| Data supplied |
□ □ □ □

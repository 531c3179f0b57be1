//! Centralized test helpers for the simulation modules.

use crate::engine::game_sim::GamePlan;
use crate::models::player::{Player, PlayerAttributes, Position};
use crate::models::playoffs::Conference;
use crate::models::team::Team;

/// A 13-player roster with a mild rating spread around `base`, positions
/// cycling PG..C so every slot has natural cover.
pub(crate) fn test_team(name: &str, base: u8) -> Team {
    let roster: Vec<Player> = (0..13)
        .map(|i| {
            let rating = base.saturating_sub((i / 5 * 8) as u8);
            Player::new(
                format!("{name} {i:02}"),
                Position::ALL[i % 5],
                PlayerAttributes::uniform(rating),
            )
        })
        .collect();
    let lineup = [roster[0].id, roster[1].id, roster[2].id, roster[3].id, roster[4].id];
    Team::new(name, Conference::East, roster, lineup)
}

/// Two evenly-matched teams under the default tuning.
pub(crate) fn plan_for(seed: u64) -> GamePlan {
    GamePlan::new(test_team("Home", 70), test_team("Away", 68), seed)
}
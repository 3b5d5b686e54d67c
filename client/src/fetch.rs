//! The fetch primitive: a poll-based handle over a single HTTPS request.
//!
//! `reqwest` and a small single-threaded [`tokio::runtime::Runtime`] are the
//! bundled HTTPS client. [`Session`](crate::Session) owns the runtime; a [`Fetch`] just
//! spawns one request onto it and bridges the result back through a
//! [`tokio::sync::oneshot`] channel into the synchronous `begin`/`poll`
//! contract task bodies expect.

use bytes::Bytes;
use tokio::runtime::Handle;
use tokio::sync::oneshot;

/// The outcome of a finished request: reqwest does not treat a non-2xx
/// response as an error, so this crate does the same — a 4xx/5xx response
/// still reaches [`FetchStatus::Finished`], with the status code and body
/// left for the caller to interpret (see `OpStatus::ErrRejected`).
pub struct FetchResult {
    pub status_code: u16,
    pub body: Bytes,
}

#[derive(Debug, Clone, Copy, PartialEq, Eq)]
pub enum FetchStatus {
    Pending,
    Finished,
    Error,
}

enum State {
    Pending(oneshot::Receiver<Result<FetchResult, reqwest::Error>>),
    Finished(FetchResult),
    Error,
}

pub struct Fetch {
    state: State,
    /// Aborted on drop so a cancelled task doesn't leave the request running
    /// to completion on the runtime after nobody can observe its result.
    handle: Option<tokio::task::JoinHandle<()>>,
}

impl Fetch {
    /// Spawns `request` onto `runtime` and returns a handle that can be
    /// polled from outside the runtime's own thread.
    pub fn begin(runtime: &Handle, client: reqwest::Client, request: reqwest::Request) -> Self {
        let method = request.method().clone();
        let url = request.url().clone();
        let (tx, rx) = oneshot::channel();
        let handle = runtime.spawn(async move {
            let outcome = match client.execute(request).await {
                Ok(response) => {
                    let status_code = response.status().as_u16();
                    tracing::debug!(%method, %url, status_code, "fetch response received");
                    response.bytes().await.map(|body| FetchResult { status_code, body })
                }
                Err(err) => {
                    tracing::debug!(%method, %url, error = %err, "fetch failed");
                    Err(err)
                }
            };
            let _ = tx.send(outcome);
        });
        Fetch { state: State::Pending(rx), handle: Some(handle) }
    }

    pub fn poll(&mut self) -> FetchStatus {
        if let State::Pending(rx) = &mut self.state {
            match rx.try_recv() {
                Ok(Ok(result)) => self.state = State::Finished(result),
                Ok(Err(_)) => self.state = State::Error,
                Err(oneshot::error::TryRecvError::Empty) => return FetchStatus::Pending,
                Err(oneshot::error::TryRecvError::Closed) => self.state = State::Error,
            }
        }
        match &self.state {
            State::Pending(_) => FetchStatus::Pending,
            State::Finished(_) => FetchStatus::Finished,
            State::Error => FetchStatus::Error,
        }
    }

    pub fn status_code(&self) -> Option<u16> {
        match &self.state {
            State::Finished(result) => Some(result.status_code),
            _ => None,
        }
    }

    pub fn response_body(&self) -> Option<&Bytes> {
        match &self.state {
            State::Finished(result) => Some(&result.body),
            _ => None,
        }
    }
}

impl Drop for Fetch {
    fn drop(&mut self) {
        if let Some(handle) = self.handle.take() {
            handle.abort();
        }
    }
}
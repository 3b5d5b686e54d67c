//! The wire contract shared between this client library and the lobby/relay
//! server it talks to: the JSON bodies exchanged over HTTPS, and the sizing
//! constants the reliability overlay and transport façade are built around.
//!
//! The server side of this contract lives outside this workspace; this
//! crate exists so the client's HTTP and reliability code has one place to
//! point at instead of repeating magic numbers and ad hoc struct literals.

use serde::{Deserialize, Serialize};

/// Maximum size of the session cookie the server may return, in bytes.
pub const MAX_COOKIE_SIZE: usize = 1024;

/// Maximum size of the `data` field accepted by the OAuth loopback callback,
/// after percent-decoding.
pub const MAX_OAUTH_DATA_SIZE: usize = 1024;

/// Minimum size of a native transport connect token. Anything shorter is
/// rejected as a malformed `/game/join` response.
///
/// The 200 body of `POST <path>/game/join` is never JSON: it is the opaque
/// transport config handed straight to the backend `join_game` dialed —
/// a binary connect token for the native backend (this crate's own
/// address-prefixed framing of it, see `client::transport::native`) or
/// bare UTF-8 URL text for the browser backend. Nothing in this crate
/// parses that body as a serde struct.
pub const CONNECT_TOKEN_SIZE: usize = 128;

/// Reliability overlay fragment size, in bytes, mirroring the underlying
/// packet endpoint's own fragment size.
pub const FRAGMENT_SIZE: usize = 1000;

/// Maximum number of fragments a single reliability overlay message may be
/// split into.
pub const MAX_FRAGMENTS: usize = 32;

/// Maximum number of unacknowledged reliable messages outstanding at once.
pub const MAX_INFLIGHT: usize = 32;

/// Delay before an unacknowledged reliable message is resent.
pub const RESEND_DELAY_SECS: f64 = 0.2;

/// Largest application payload the reliability overlay will accept for a
/// single message (`MAX_FRAGMENTS * FRAGMENT_SIZE - 1`, the `-1` being the
/// header byte).
pub const MAX_MESSAGE_SIZE: usize = MAX_FRAGMENTS * FRAGMENT_SIZE - 1;

/// Advertised message-size ceiling for the native transport backend.
pub const NATIVE_MESSAGE_SIZE_LIMIT: usize = 4400;

/// Advertised message-size ceiling for the browser transport backend.
pub const BROWSER_MESSAGE_SIZE_LIMIT: usize = 4000;

/// Visibility of a created game room.
#[derive(Debug, Clone, Copy, PartialEq, Eq, Serialize, Deserialize)]
#[serde(rename_all = "lowercase")]
pub enum Visibility {
    Public,
    Private,
}

/// Body of `POST <path>/game/create`.
#[derive(Debug, Clone, Serialize)]
pub struct CreateGameRequest {
    pub visibility: Visibility,
    pub max_num_players: u32,
    #[serde(skip_serializing_if = "Option::is_none")]
    pub data: Option<String>,
}

/// 200 response body of `POST <path>/game/create`.
#[derive(Debug, Clone, Deserialize)]
pub struct CreateGameResponse {
    pub join_token: String,
    pub creator: String,
    #[serde(default)]
    pub data: String,
}

/// A single entry in the `/game/list` response.
#[derive(Debug, Clone, Deserialize)]
pub struct GameListEntry {
    pub creator: String,
    pub join_token: String,
    #[serde(default)]
    pub data: String,
}

/// 200 response body of `GET <path>/game/list`.
#[derive(Debug, Clone, Deserialize)]
pub struct ListGamesResponse {
    pub games: Vec<GameListEntry>,
}

// Tag bytes prefixing every payload carried over a joined game's data
// channel (on top of, not to be confused with, the reliability overlay's
// own reliable/unreliable header bit). The HTTP contract in this document
// doesn't cover in-game traffic, so this multiplexing scheme is this
// crate's own resolution of that gap, modeled on the tagged-message
// control scheme a relay server in this space would use to fold
// membership changes into the same stream as application messages rather
// than opening a side channel for them.

/// An application message. Outbound, followed directly by the payload (the
/// relay knows the sender from the connection it arrived on). Inbound, the
/// relay fans messages out to every other participant and prefixes a u16
/// sender player id so they can tell who sent it.
pub const DATA_CHANNEL_MESSAGE: u8 = 0;
/// A participant joined the game. Followed by u16 player id, u16 name
/// length, name bytes, then application-defined join data.
pub const DATA_CHANNEL_PLAYER_JOINED: u8 = 1;
/// A participant left the game. Followed by u16 player id.
pub const DATA_CHANNEL_PLAYER_LEFT: u8 = 2;

/// Which transport kind a client is requesting when it joins a game,
/// appended as the `transport` query parameter on `/game/join`.
#[derive(Debug, Clone, Copy, PartialEq, Eq)]
pub enum TransportKind {
    Native,
    Browser,
}

impl TransportKind {
    pub fn query_value(self) -> &'static str {
        match self {
            TransportKind::Native => "cute_net",
            TransportKind::Browser => "webtransport",
        }
    }
}

#[cfg(test)]
mod tests {
    use super::*;

    #[test]
    fn max_message_size_is_fragment_limit_times_max_fragments() {
        assert_eq!(MAX_MESSAGE_SIZE, 31_999);
    }

    #[test]
    fn visibility_serializes_lowercase() {
        let json = serde_json::to_string(&Visibility::Public).unwrap();
        assert_eq!(json, "\"public\"");
    }

    #[test]
    fn transport_kind_query_values() {
        assert_eq!(TransportKind::Native.query_value(), "cute_net");
        assert_eq!(TransportKind::Browser.query_value(), "webtransport");
    }
}
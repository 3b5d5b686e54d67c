//! Re-issuing an operation on a slot must cancel and drain whatever was
//! previously running there: only the latest call's result is ever
//! observable, never the superseded one's.

use std::sync::{Arc, Mutex};
use std::time::{Duration, Instant};

use axum::extract::State;
use axum::routing::post;
use axum::Router;
use tokio::net::TcpListener;

use snet_client::{Config, Event, OpStatus, Session};

#[derive(Default)]
struct Seen {
    bodies: Vec<String>,
}

/// Echoes the posted cookie back as the new cookie. A deliberate delay on
/// the first request makes it overwhelmingly likely it is still in flight
/// server-side by the time the client's second call supersedes it.
async fn auth_cookie(State(seen): State<Arc<Mutex<Seen>>>, body: bytes::Bytes) -> bytes::Bytes {
    let text = String::from_utf8_lossy(&body).into_owned();
    seen.lock().unwrap().bodies.push(text.clone());
    if text == "first" {
        tokio::time::sleep(Duration::from_millis(100)).await;
    }
    body
}

fn start_server() -> (std::net::SocketAddr, Arc<Mutex<Seen>>, std::thread::JoinHandle<()>) {
    let seen = Arc::new(Mutex::new(Seen::default()));
    let seen_for_server = seen.clone();
    let (addr_tx, addr_rx) = std::sync::mpsc::channel();

    let thread = std::thread::spawn(move || {
        let runtime = tokio::runtime::Builder::new_current_thread().enable_all().build().unwrap();
        runtime.block_on(async move {
            let app = Router::new().route("/auth/cookie", post(auth_cookie)).with_state(seen_for_server);
            let listener = TcpListener::bind("127.0.0.1:0").await.unwrap();
            addr_tx.send(listener.local_addr().unwrap()).unwrap();
            let _ = axum::serve(listener, app).await;
        });
    });

    let addr = addr_rx.recv().unwrap();
    (addr, seen, thread)
}

fn drain_until(session: &mut Session, matches: impl Fn(&Event) -> bool) -> Option<Event> {
    let deadline = Instant::now() + Duration::from_millis(500);
    loop {
        session.update();
        while let Some(event) = session.next_event() {
            if matches(&event) {
                return Some(event);
            }
        }
        if Instant::now() >= deadline {
            return None;
        }
        std::thread::sleep(Duration::from_millis(5));
    }
}

#[test]
fn reissuing_login_cancels_the_prior_attempt_and_only_the_latest_finishes() {
    let (addr, _seen, _server) = start_server();
    let mut config = Config::new(addr.ip().to_string());
    config.port = addr.port();
    config.insecure_tls = true;
    let mut session = Session::new(config).unwrap();

    // The first request's handler sleeps, so it is still outstanding when
    // the second call supersedes its task slot and aborts it.
    session.login_with_cookie(b"first".to_vec());
    session.login_with_cookie(b"second".to_vec());

    let event = drain_until(&mut session, |e| matches!(e, Event::LoginFinished { .. }))
        .expect("the second login should finish");
    let Event::LoginFinished { status, data } = event else { unreachable!() };
    assert_eq!(status, OpStatus::Ok);
    assert_eq!(&data[..], b"second", "only the superseding call's result is ever observable");

    // The cancelled first attempt never surfaces a LoginFinished of its own,
    // even after giving its (aborted) server-side handler time to run out.
    std::thread::sleep(Duration::from_millis(200));
    assert!(drain_until(&mut session, |e| matches!(e, Event::LoginFinished { .. })).is_none());
}
//! Client-side networking for a multiplayer game's lobby and session
//! service: authenticate, browse and create game rooms, join one, and
//! exchange reliable or unreliable messages with the other participants
//! once inside it.
//!
//! [`Session`] is the single entry point. Construct it with a [`Config`],
//! drive it once per frame with [`Session::update`], and drain
//! [`events::Event`]s with [`Session::next_event`]. Every operation
//! ([`Session::login_with_cookie`], [`Session::create_game`], ...) starts
//! work and returns immediately; its result shows up later as an event.
//! There is no threading inside this crate to synchronize with — a
//! [`Session`] is `!Send` and expects to be owned and driven from one
//! thread, the same way the host's own frame loop is.

pub mod config;
pub mod error;
pub mod events;
mod fetch;
mod oauth;
mod reliability;
mod session;
mod task;
mod tasks;
pub mod transport;

pub use config::Config;
pub use error::{ConfigError, OpStatus, SetupError};
pub use events::{DisconnectReason, Event, GameInfo};
pub use session::{AuthState, LobbyState, Session};

pub use snet_protocol::{TransportKind, Visibility};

□ □ □ □

| Problem statement |
Start with the line above that contains "the default tuning." and end with the line that contains "a 4xx/5xx response". Write out those lines exactly, and only those.

| Response |
/// Two evenly-matched teams under the default tuning.
pub(crate) fn plan_for(seed: u64) -> GamePlan {
    GamePlan::new(test_team("Home", 70), test_team("Away", 68), seed)
}
repository 3b5d5b686e54d67c
filename client/src/fetch.rs
//! The fetch primitive: a poll-based handle over a single HTTPS request.
//!
//! `reqwest` and a small single-threaded [`tokio::runtime::Runtime`] are the
//! bundled HTTPS client. [`Session`](crate::Session) owns the runtime; a [`Fetch`] just
//! spawns one request onto it and bridges the result back through a
//! [`tokio::sync::oneshot`] channel into the synchronous `begin`/`poll`
//! contract task bodies expect.

use bytes::Bytes;
use tokio::runtime::Handle;
use tokio::sync::oneshot;

/// The outcome of a finished request: reqwest does not treat a non-2xx
/// response as an error, so this crate does the same — a 4xx/5xx response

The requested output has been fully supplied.